Your objective: Filter the listing below, keeping only the lines with the word "impl".
*** Block opens ***
//! Conversions from rig geometry to `tiny-skia`, plus arc-length sampling of
//! limb paths.

use glam::{DAffine2, DVec2};
use ocquarium_core::{Path, Rect};
use tiny_skia::{PathBuilder, Transform};
use tiny_skia_path::path_geometry::{CubicCoeff, QuadCoeff};
use tiny_skia_path::{f32x2, PathSegment, Point};

/// Evaluations per curve segment when measuring arc length.
const MEASURE_STEPS: usize = 32;
/// Cubic handle length for a quarter circle of unit radius.
const KAPPA: f64 = 0.552_284_749_8;

pub fn to_transform(t: DAffine2) -> Transform {
    Transform::from_row(
        t.matrix2.x_axis.x as f32,
        t.matrix2.x_axis.y as f32,
        t.matrix2.y_axis.x as f32,
        t.matrix2.y_axis.y as f32,
        t.translation.x as f32,
        t.translation.y as f32,
    )
}

/// `None` for empty or non-finite rectangles.
pub fn to_rect(r: Rect) -> Option<tiny_skia::Rect> {
    tiny_skia::Rect::from_ltrb(r.min.x as f32, r.min.y as f32, r.max.x as f32, r.max.y as f32)
}

fn point(p: DVec2) -> Point {
    Point::from_xy(p.x as f32, p.y as f32)
}

fn vec2(p: Point) -> DVec2 {
    DVec2::new(f64::from(p.x), f64::from(p.y))
}

/// The limb path as a `tiny-skia` path. A bare move-to becomes a zero-length
/// line so round caps still draw a dot.
pub fn to_path(path: &Path) -> Option<tiny_skia::Path> {
    let mut pb = PathBuilder::new();
    let start = point(path.start());
    pb.move_to(start.x, start.y);
    if path.quads().is_empty() {
        pb.line_to(start.x, start.y);
    }
    for q in path.quads() {
        let (c, to) = (point(q.ctrl), point(q.to));
        pb.quad_to(c.x, c.y, to.x, to.y);
    }
    pb.finish()
}

/// Straight line segments, one contour each.
pub fn segments_path(segments: &[(DVec2, DVec2)]) -> Option<tiny_skia::Path> {
    let mut pb = PathBuilder::new();
    for &(a, b) in segments {
        let (a, b) = (point(a), point(b));
        pb.move_to(a.x, a.y);
        pb.line_to(b.x, b.y);
    }
    pb.finish()
}

fn cubic(pb: &mut PathBuilder, c1: DVec2, c2: DVec2, to: DVec2) {
    let (c1, c2, to) = (point(c1), point(c2), point(to));
    pb.cubic_to(c1.x, c1.y, c2.x, c2.y, to.x, to.y);
}

/// Rectangle with quarter-circle corners of radius `corner`, clamped to fit.
pub fn round_rect(r: Rect, corner: f64) -> Option<tiny_skia::Path> {
    let half = r.size() / 2.0;
    let c = corner.clamp(0.0, half.x.min(half.y));
    if c == 0.0 {
        return to_rect(r).map(PathBuilder::from_rect);
    }
    let h = c * KAPPA;
    let (l, t, rt, b) = (r.min.x, r.min.y, r.max.x, r.max.y);
    let v = DVec2::new;

    // Clockwise from the left end of the top edge.
    let mut pb = PathBuilder::new();
    let start = point(v(l + c, t));
    pb.move_to(start.x, start.y);
    pb.line_to((rt - c) as f32, t as f32);
    cubic(&mut pb, v(rt - c + h, t), v(rt, t + c - h), v(rt, t + c));
    pb.line_to(rt as f32, (b - c) as f32);
    cubic(&mut pb, v(rt, b - c + h), v(rt - c + h, b), v(rt - c, b));
    pb.line_to((l + c) as f32, b as f32);
    cubic(&mut pb, v(l + c - h, b), v(l, b - c + h), v(l, b - c));
    pb.line_to(l as f32, (t + c) as f32);
    cubic(&mut pb, v(l, t + c - h), v(l + c - h, t), v(l + c, t));
    pb.close();
    pb.finish()
}

/// A path measured by arc length.
#[derive(Debug, Clone, PartialEq)]
pub struct ArcSampler {
    points: Vec<DVec2>,
    cumulative: Vec<f64>,
}

impl ArcSampler {
    pub fn new(path: &tiny_skia::Path) -> Self {
        let mut points: Vec<DVec2> = Vec::new();
        let mut contour_start = DVec2::ZERO;
        for segment in path.segments() {
            let last = points.last().copied().unwrap_or(contour_start);
            match segment {
                PathSegment::MoveTo(p) => {
                    contour_start = vec2(p);
                    points.push(contour_start);
                }
                PathSegment::LineTo(p) => points.push(vec2(p)),
                PathSegment::QuadTo(c, p) => {
                    let coeff = QuadCoeff::from_points(&[point(last), c, p]);
                    points.extend(sample(|t| coeff.eval(t)));
                }
                PathSegment::CubicTo(c1, c2, p) => {
                    let coeff = CubicCoeff::from_points(&[point(last), c1, c2, p]);
                    points.extend(sample(|t| coeff.eval(t)));
                }
                PathSegment::Close => points.push(contour_start),
            }
        }

        let mut cumulative = Vec::with_capacity(points.len());
        let mut total = 0.0;
        for (i, p) in points.iter().enumerate() {
            if i > 0 {
                total += p.distance(points[i - 1]);
            }
            cumulative.push(total);
        }
        Self { points, cumulative }
    }

    /// Total arc length.
    pub fn length(&self) -> f64 {
        self.cumulative.last().copied().unwrap_or(0.0)
    }

    /// Point at arc length `distance`, clamped to the ends.
    pub fn point_at(&self, distance: f64) -> DVec2 {
        let Some(&first) = self.points.first() else {
            return DVec2::ZERO;
        };
        if distance <= 0.0 {
            return first;
        }
        let idx = self.cumulative.partition_point(|&c| c < distance);
        if idx >= self.points.len() {
            return self.points[self.points.len() - 1];
        }
        let seg_start = self.cumulative[idx - 1];
        let seg_len = self.cumulative[idx] - seg_start;
        if seg_len <= f64::EPSILON {
            return self.points[idx];
        }
        self.points[idx - 1].lerp(self.points[idx], (distance - seg_start) / seg_len)
    }
}

fn sample(eval: impl Fn(f32x2) -> f32x2) -> impl Iterator<Item = DVec2> {
    (1..=MEASURE_STEPS).map(move |i| {
        let p = eval(f32x2::splat(i as f32 / MEASURE_STEPS as f32));
        DVec2::new(f64::from(p.x()), f64::from(p.y()))
    })
}

#[cfg(test)]
mod tests {
    use super::*;

    fn close(a: DVec2, b: DVec2, eps: f64) -> bool {
        a.distance(b) < eps
    }

    #[test]
    fn transform_keeps_scale_and_translation() {
        let t = to_transform(DAffine2::from_scale_angle_translation(
            DVec2::splat(2.5),
            0.0,
            DVec2::new(10.0, -4.0),
        ));
        assert_eq!((t.sx, t.sy, t.tx, t.ty), (2.5, 2.5, 10.0, -4.0));
        assert_eq!((t.kx, t.ky), (0.0, 0.0));
    }

    #[test]
    fn straight_quad_measures_its_chord() {
        let path = Path::move_to(DVec2::ZERO).quad_to(DVec2::new(5.0, 0.0), DVec2::new(10.0, 0.0));
        let arc = ArcSampler::new(&to_path(&path).unwrap());
        assert!((arc.length() - 10.0).abs() < 1e-4);
        assert!(close(arc.point_at(2.5), DVec2::new(2.5, 0.0), 1e-4));
        assert!(close(arc.point_at(99.0), DVec2::new(10.0, 0.0), 1e-6));
        assert!(close(arc.point_at(-1.0), DVec2::ZERO, 1e-9));
    }

    #[test]
    fn curved_quad_is_longer_than_its_chord() {
        let path = Path::move_to(DVec2::ZERO).quad_to(DVec2::new(5.0, 10.0), DVec2::new(10.0, 0.0));
        let arc = ArcSampler::new(&to_path(&path).unwrap());
        assert!(arc.length() > 10.0);
        assert!(close(arc.point_at(arc.length() / 2.0), DVec2::new(5.0, 5.0), 1e-3));
    }

    #[test]
    fn bare_move_to_has_zero_length() {
        let arc = ArcSampler::new(&to_path(&Path::move_to(DVec2::new(1.0, 1.0))).unwrap());
        assert_eq!(arc.length(), 0.0);
        assert!(close(arc.point_at(3.0), DVec2::new(1.0, 1.0), 1e-9));
    }

    #[test]
    fn round_rect_corner_is_clamped() {
        let r = Rect::from_ltrb(0.0, 0.0, 10.0, 4.0);
        let path = round_rect(r, 50.0).unwrap();
        let b = path.bounds();
        assert_eq!((b.left(), b.top(), b.right(), b.bottom()), (0.0, 0.0, 10.0, 4.0));
        assert!(round_rect(r, 0.0).is_some());
        assert!(round_rect(Rect::from_ltrb(0.0, 0.0, 0.0, 0.0), 1.0).is_none());
    }
}
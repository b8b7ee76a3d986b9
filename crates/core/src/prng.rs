//! Injectable randomness for limb geometry and drift behavior.
//!
//! Everything random in the rig (limb offsets at construction, jump intervals,
//! blink draws) is pulled through [`RandomSource`], so a seeded [`Xorshift64`]
//! makes a whole session reproducible and tests can script exact draws.

use serde::{Deserialize, Serialize};

/// A source of uniformly distributed floats.
pub trait RandomSource {
    /// Returns a uniformly distributed f64 in [0, 1).
    fn next_f64(&mut self) -> f64;

    /// Returns a uniformly distributed f64 in [min, max).
    fn next_range(&mut self, min: f64, max: f64) -> f64 {
        min + self.next_f64() * (max - min)
    }
}

/// Xorshift64 deterministic PRNG. Same seed always produces the same sequence.
///
/// Uses the standard shift parameters (13, 7, 17). Seed of 0 is replaced with
/// a non-zero fallback to avoid the all-zeros fixed point.
#[derive(Debug, Clone, Serialize, Deserialize)]
pub struct Xorshift64 {
    state: u64,
}

impl Xorshift64 {
    const FALLBACK_SEED: u64 = 0x5EED_DEAD_BEEF_CAFE;

    /// Creates a new PRNG with the given seed.
    pub fn new(seed: u64) -> Self {
        Self {
            state: if seed == 0 { Self::FALLBACK_SEED } else { seed },
        }
    }

    /// Advances the state and returns the next 64-bit value.
    pub fn next_u64(&mut self) -> u64 {
        self.state ^= self.state << 13;
        self.state ^= self.state >> 7;
        self.state ^= self.state << 17;
        self.state
    }
}

impl RandomSource for Xorshift64 {
    /// Upper 53 bits of `next_u64()` divided by 2^53 for full mantissa precision.
    fn next_f64(&mut self) -> f64 {
        (self.next_u64() >> 11) as f64 / (1u64 << 53) as f64
    }
}

impl<R: RandomSource + ?Sized> RandomSource for &mut R {
    fn next_f64(&mut self) -> f64 {
        (**self).next_f64()
    }
}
*** Block closes ***
Answer to the problem:
impl ArcSampler {
fn sample(eval: impl Fn(f32x2) -> f32x2) -> impl Iterator<Item = DVec2> {
impl Xorshift64 {
impl RandomSource for Xorshift64 {
impl<R: RandomSource + ?Sized> RandomSource for &mut R {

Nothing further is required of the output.